Insights from the Value Network Framework
The value network framework asserts that none of the foregoing frameworks is a sufficient predictor of
success. Specifically, even where established firms did not possess the requisite technological skills to
develop a new technology, they would marshal the resources to develop or acquire them if their
customers demanded it. Furthermore, the value network suggests that technology S-curves are useful
predictors only with sustaining technologies. Disruptive technologies generally improve at a parallel
pace with established ones—their trajectories do not intersect. The S-curve framework, therefore, asks
the wrong question when it is used to assess disruptive technology. What matters instead is whether the
disruptive technology is improving from below along a trajectory that will ultimately intersect with
what the market needs.
The value network framework would assert that even though firms such as Seagate and Quantum are
able technologically to develop competitive flash memory products, whether they invest the resources
and managerial energy to build strong market positions in the technology will depend on whether flash
memory can be initially valued and deployed within the value networks in which the firms make their
money.
As of 1996, flash memory can only be used in value networks different from those of the typical disk
drive maker.
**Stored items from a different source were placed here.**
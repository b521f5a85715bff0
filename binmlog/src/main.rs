//! mlog command-line tool for parsing and transcoding server log files.
//!
//! Usage: mlog [OPTIONS] [FILE]
//!
//! Options:
//!   -t, --to <FORMAT>              Output format (log, json, yaml, cbor) [default: json]
//!   -m, --metadata-field <NAME>    Capture a leading token before the timestamp as NAME
//!   -o, --output <FILE>            Write output to specified file
//!   --check                        Only report lines that fail to parse
//!   -h, --help                     Print help
//!   -V, --version                  Print version

use libmlog::{encode_line, parse_with_context, Format, LogLine, ParseContext};
use std::fs::File;
use std::io::{self, BufRead, BufReader, BufWriter, Write};
use std::path::Path;
use std::process;
use tracing_subscriber::{fmt, prelude::*, EnvFilter};

mod transcode;

/// Output format for the CLI, a superset of the library's formats.
#[derive(Debug, Clone, Copy, PartialEq, Eq)]
enum OutputFormat {
    Log,
    Json,
    Yaml,
    Cbor,
}

fn parse_format(s: &str) -> Option<OutputFormat> {
    match s {
        "log" => Some(OutputFormat::Log),
        "json" => Some(OutputFormat::Json),
        "yaml" | "yml" => Some(OutputFormat::Yaml),
        "cbor" => Some(OutputFormat::Cbor),
        _ => None,
    }
}

/// Used when `RUST_LOG` is unset. Targets are crate names: `mlog` is the
/// binary target, not the `binmlog` package.
const DEFAULT_LOG_FILTER: &str = "mlog=warn,libmlog=warn";

/// Logs go to stderr so they never mix with rendered output.
fn init_logging() {
    tracing_subscriber::registry()
        .with(EnvFilter::try_from_default_env().unwrap_or_else(|_| DEFAULT_LOG_FILTER.into()))
        .with(fmt::layer().with_writer(io::stderr))
        .init();
}

fn main() {
    init_logging();

    let args: Vec<String> = std::env::args().collect();

    let mut to_format = OutputFormat::Json;
    let mut metadata_field: Option<&str> = None;
    let mut output_file: Option<&str> = None;
    let mut check_only = false;
    let mut input_path: Option<&str> = None;

    let mut i = 1;
    while i < args.len() {
        match args[i].as_str() {
            "-h" | "--help" => {
                print_help();
                return;
            }
            "-V" | "--version" => {
                println!("mlog {}", env!("CARGO_PKG_VERSION"));
                return;
            }
            "-t" | "--to" => {
                i += 1;
                if i >= args.len() {
                    eprintln!("Error: -t requires a format argument");
                    process::exit(1);
                }
                to_format = match parse_format(&args[i]) {
                    Some(format) => format,
                    None => {
                        eprintln!("Error: Unknown format: {}", args[i]);
                        process::exit(1);
                    }
                };
            }
            "-m" | "--metadata-field" => {
                i += 1;
                if i >= args.len() {
                    eprintln!("Error: -m requires a field name");
                    process::exit(1);
                }
                metadata_field = Some(&args[i]);
            }
            "-o" | "--output" => {
                i += 1;
                if i >= args.len() {
                    eprintln!("Error: --output requires an argument");
                    process::exit(1);
                }
                output_file = Some(&args[i]);
            }
            "--check" => {
                check_only = true;
            }
            "-" => {
                // Explicit stdin
                input_path = None;
            }
            arg if arg.starts_with('-') => {
                eprintln!("Error: Unknown option: {}", arg);
                eprintln!("Run 'mlog --help' for usage.");
                process::exit(1);
            }
            arg => {
                if input_path.is_some() {
                    eprintln!("Error: Only one input file may be given");
                    process::exit(1);
                }
                input_path = Some(arg);
            }
        }
        i += 1;
    }

    let reader: Box<dyn BufRead> = match input_path {
        Some(path) => match File::open(path) {
            Ok(file) => Box::new(BufReader::new(file)),
            Err(e) => {
                eprintln!("Error reading {}: {}", path, e);
                process::exit(1);
            }
        },
        None => Box::new(BufReader::new(io::stdin())),
    };

    let writer: Box<dyn Write> = match output_file {
        Some(path) => match File::create(path) {
            Ok(file) => Box::new(BufWriter::new(file)),
            Err(e) => {
                eprintln!("Error writing {}: {}", path, e);
                process::exit(1);
            }
        },
        None => Box::new(BufWriter::new(io::stdout().lock())),
    };

    let mut ctx = ParseContext::new(input_path.map(display_name).as_deref());
    if let Some(name) = metadata_field {
        ctx = ctx.with_metadata_field(name);
    }

    let failed = process_input(reader, writer, &mut ctx, to_format, check_only);
    process::exit(if failed > 0 { 1 } else { 0 });
}

/// File name used in error locations.
fn display_name(path: &str) -> String {
    Path::new(path)
        .file_name()
        .map(|n| n.to_string_lossy().to_string())
        .unwrap_or_else(|| path.to_string())
}

/// Parse every non-blank line, writing one rendering per parsed line.
///
/// Returns the number of lines that failed to parse.
fn process_input(
    reader: impl BufRead,
    mut writer: impl Write,
    ctx: &mut ParseContext,
    format: OutputFormat,
    check_only: bool,
) -> usize {
    let mut parsed = 0;
    let mut failed = 0;

    for (line_num, line) in reader.lines().enumerate() {
        ctx.line_num = Some(line_num);
        let line = match line {
            Ok(line) => line,
            Err(e) if e.kind() == io::ErrorKind::InvalidData => {
                eprintln!("Error: {}{}", e, ctx.loc_suffix(0));
                failed += 1;
                continue;
            }
            Err(e) => {
                eprintln!("Error reading input: {}", e);
                process::exit(1);
            }
        };
        if line.trim().is_empty() {
            continue;
        }

        match parse_with_context(&line, ctx) {
            Ok(log_line) => {
                parsed += 1;
                if check_only {
                    continue;
                }
                if let Err(e) = write_line(&mut writer, &log_line, format) {
                    eprintln!("Error: {}", e);
                    process::exit(1);
                }
            }
            Err(e) => {
                failed += 1;
                eprintln!("Error: {}", e);
            }
        }
    }

    if let Err(e) = writer.flush() {
        eprintln!("Error: {}", e);
        process::exit(1);
    }
    tracing::debug!(parsed, failed, "finished input");
    failed
}

fn write_line(writer: &mut impl Write, line: &LogLine, format: OutputFormat) -> Result<(), String> {
    let io_result = match format {
        OutputFormat::Log => writeln!(writer, "{}", encode_line(line, Format::Log)),
        OutputFormat::Json => writeln!(writer, "{}", encode_line(line, Format::Json)),
        OutputFormat::Yaml => {
            let output = transcode::yaml::encode(line)
                .map_err(|e| format!("Cannot convert to YAML: {}", e))?;
            write!(writer, "---\n{}", output)
        }
        OutputFormat::Cbor => {
            let bytes = transcode::cbor::encode(line)
                .map_err(|e| format!("Cannot convert to CBOR: {}", e))?;
            writer.write_all(&bytes)
        }
    };
    io_result.map_err(|e| e.to_string())
}

fn print_help() {
    println!(
        "mlog - server log line parser

USAGE:
    mlog [OPTIONS] [FILE]

ARGS:
    [FILE]    Input log file (reads from stdin if not provided or '-')

OPTIONS:
    -t, --to <FORMAT>              Output format [default: json]
                                   Supported: log, json, yaml, cbor

                                   'log' re-renders each line in the server's
                                   own literal syntax. 'yaml' writes one
                                   document per line; 'cbor' writes one data
                                   item per line (a CBOR sequence).

    -m, --metadata-field <NAME>    Capture a leading token (such as a host tag
                                   added by a log collector) as field NAME when
                                   a timestamp follows it

    -o, --output <FILE>            Write output to specified file

    --check                        Only report lines that fail to parse
                                   (exit 0 if all parse, 1 otherwise)

    -h, --help                     Print help

    -V, --version                  Print version

ENVIRONMENT:
    RUST_LOG                       Log filter [default: mlog=warn,libmlog=warn]

EXAMPLES:
    # Convert a log file to JSON, one object per line
    mlog mongod.log

    # Find lines the parser cannot read
    mlog --check mongod.log

    # Convert to YAML from stdin
    tail -n 100 mongod.log | mlog -t yaml

    # Lines prefixed with a host name by a collector
    mlog -m host aggregated.log

    # Write CBOR to a file
    mlog -t cbor mongod.log -o mongod.cbor

    # Show recovered documents as they happen
    RUST_LOG=libmlog=debug mlog mongod.log
"
    );
}
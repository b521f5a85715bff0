//! CBOR transcoding: render parsed log lines as CBOR data items.
//!
//! Mapping from log values to CBOR:
//!   - Value::Null       -> CBOR null
//!   - Value::Bool       -> CBOR bool
//!   - Value::Integer    -> CBOR integer, or a bignum (tag 2/3) beyond
//!                          CBOR's native range (-2^64 to 2^64-1)
//!   - Value::Float      -> CBOR float
//!   - Value::String     -> CBOR text string
//!   - Value::List       -> CBOR array
//!   - Value::Document   -> CBOR map (text keys, source order, repeats kept)
//!   - Value::Date       -> tag 1 (epoch seconds, fractional when needed)
//!   - Value::Regex      -> tag 35 over `/pattern/flags`
//!   - Value::ObjectId, BinData, Timestamp, NumberLong, MinKey, MaxKey,
//!     Undefined -> single-entry maps in the extended JSON shape
//!     (`{"$oid": ...}`, `{"$minKey": 1}`, ...)
//!
//! Each line is written as one data item, so a whole run forms a CBOR
//! sequence.

use ciborium::value::{Integer, Value as CborValue};
use libmlog::{Document, LogLine, Value};
use num_bigint::{BigInt, Sign};

const TAG_EPOCH: u64 = 1;
const TAG_POS_BIGNUM: u64 = 2;
const TAG_NEG_BIGNUM: u64 = 3;
const TAG_REGEX: u64 = 35;

/// Encode a parsed line as CBOR bytes.
pub fn encode(line: &LogLine) -> Result<Vec<u8>, String> {
    let cbor_value = document_to_cbor(line.fields());
    let mut buf = Vec::new();
    ciborium::ser::into_writer(&cbor_value, &mut buf)
        .map_err(|e| format!("CBOR encode error: {}", e))?;
    Ok(buf)
}

fn text(s: &str) -> CborValue {
    CborValue::Text(s.to_string())
}

fn wrapper(key: &str, value: CborValue) -> CborValue {
    CborValue::Map(vec![(text(key), value)])
}

fn document_to_cbor(doc: &Document) -> CborValue {
    CborValue::Map(doc.iter().map(|(k, v)| (text(k), value_to_cbor(v))).collect())
}

fn value_to_cbor(value: &Value) -> CborValue {
    match value {
        Value::Null => CborValue::Null,
        Value::Bool(b) => CborValue::Bool(*b),
        Value::Integer(n) => integer_to_cbor(n),
        Value::Float(f) => CborValue::Float(*f),
        Value::String(s) => text(s),
        Value::Document(doc) => document_to_cbor(doc),
        Value::List(items) => CborValue::Array(items.iter().map(value_to_cbor).collect()),
        Value::Date(ms) => {
            let epoch = if ms % 1000 == 0 {
                CborValue::Integer(Integer::from(ms / 1000))
            } else {
                CborValue::Float(*ms as f64 / 1000.0)
            };
            CborValue::Tag(TAG_EPOCH, Box::new(epoch))
        }
        Value::Regex { pattern, flags } => {
            CborValue::Tag(TAG_REGEX, Box::new(text(&format!("/{}/{}", pattern, flags))))
        }
        Value::ObjectId(hex) => wrapper("$oid", text(hex)),
        Value::BinData(payload) => wrapper("$binary", text(payload)),
        Value::Timestamp(ts) => wrapper("$timestamp", text(ts.payload())),
        Value::NumberLong(payload) => wrapper("$numberLong", text(payload)),
        Value::MinKey => wrapper("$minKey", CborValue::Integer(Integer::from(1))),
        Value::MaxKey => wrapper("$maxKey", CborValue::Integer(Integer::from(1))),
        Value::Undefined => wrapper("$undefined", CborValue::Bool(true)),
    }
}

/// Native integer when it fits, otherwise a bignum.
///
/// CBOR bignums carry the magnitude for tag 2 and `-1 - n` for tag 3.
fn integer_to_cbor(n: &BigInt) -> CborValue {
    if let Some(native) = i128::try_from(n)
        .ok()
        .and_then(|i| Integer::try_from(i).ok())
    {
        return CborValue::Integer(native);
    }
    match n.sign() {
        Sign::Minus => {
            let (_, magnitude) = (-n - BigInt::from(1)).to_bytes_be();
            CborValue::Tag(TAG_NEG_BIGNUM, Box::new(CborValue::Bytes(magnitude)))
        }
        _ => {
            let (_, magnitude) = n.to_bytes_be();
            CborValue::Tag(TAG_POS_BIGNUM, Box::new(CborValue::Bytes(magnitude)))
        }
    }
}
This is illustrated in Figure 2.8, which plots the average megabytes of capacity of flash
cards introduced each year between 1992 and 1995, compared with the capacities of 2.5- and 1.8-inch
drives and with the capacity demanded in the notebook computer market. Even though they are rugged
and consume little power, flash cards simply don’t yet pack the capacity to become the main mass
storage devices in notebook computers. And the price of the flash capacity required to meet what the
low end of the portable computing market demands (about 350 MB in 1995) is too high: The cost of
that much flash capacity would be fifty times higher than comparable disk storage. 23 The low power
consumption and ruggedness of flash certainly have no value and command no price premium on the
desktop. There is, in other words, no way to use flash today in the markets where firms such as
Quantum and Seagate make their money.